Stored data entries
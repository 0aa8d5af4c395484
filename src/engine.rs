//! The build engine: decides what is out of date, drives tasks through their
//! steps, and records results.
//!
//! All graph state lives here and is only touched by the thread calling
//! `build()`.  Workers run task steps and hand the task back through the
//! runner; the engine then applies the resulting state transitions.  That
//! single-writer discipline is what lets tasks request inputs at any time
//! without locking.

use crate::db::{Database, Dependency, Record};
use crate::densemap::DenseMap;
use crate::error::{Error, Failure};
use crate::graph::{Entry, KeyState, StateCounts};
use crate::key::{Key, KeyId, KeyTable};
use crate::progress::{NoProgress, Progress};
use crate::rule::{CancelToken, DepKind, Rules, Step};
use crate::runner::{FinishedStep, Runner};
use crate::trace::Trace;
use crate::value::Value;
use rustc_hash::FxHashMap;
use std::collections::VecDeque;
use std::path::{Path, PathBuf};
use tracing::{debug, info, warn};

/// Engine configuration.
#[derive(Debug, Clone)]
pub struct Config {
    /// Number of task steps that may run at once.
    pub workers: usize,
    /// Stop starting new tasks after this many failures; 0 means never stop
    /// and collect every failure.
    pub keep_going: usize,
    /// fsync the database after every record.
    pub sync_writes: bool,
    /// Compact the database on attach when superseded records outnumber
    /// live ones by this factor.
    pub compact_ratio: f64,
    /// Write a Chrome trace of all task steps here.
    pub trace_path: Option<PathBuf>,
}

impl Default for Config {
    fn default() -> Self {
        Config {
            workers: std::thread::available_parallelism()
                .map(usize::from)
                .unwrap_or(1),
            keep_going: 0,
            sync_writes: false,
            compact_ratio: 4.0,
            trace_path: None,
        }
    }
}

— What you should do —
As listed above, the lines from the line with "use crate::trace::Trace;" to the line with "run at once." are to be echoed exactly, with both ends included and nothing added.

— Result —
use crate::trace::Trace;
use crate::value::Value;
use rustc_hash::FxHashMap;
use std::collections::VecDeque;
use std::path::{Path, PathBuf};
use tracing::{debug, info, warn};

/// Engine configuration.
#[derive(Debug, Clone)]
pub struct Config {
    /// Number of task steps that may run at once.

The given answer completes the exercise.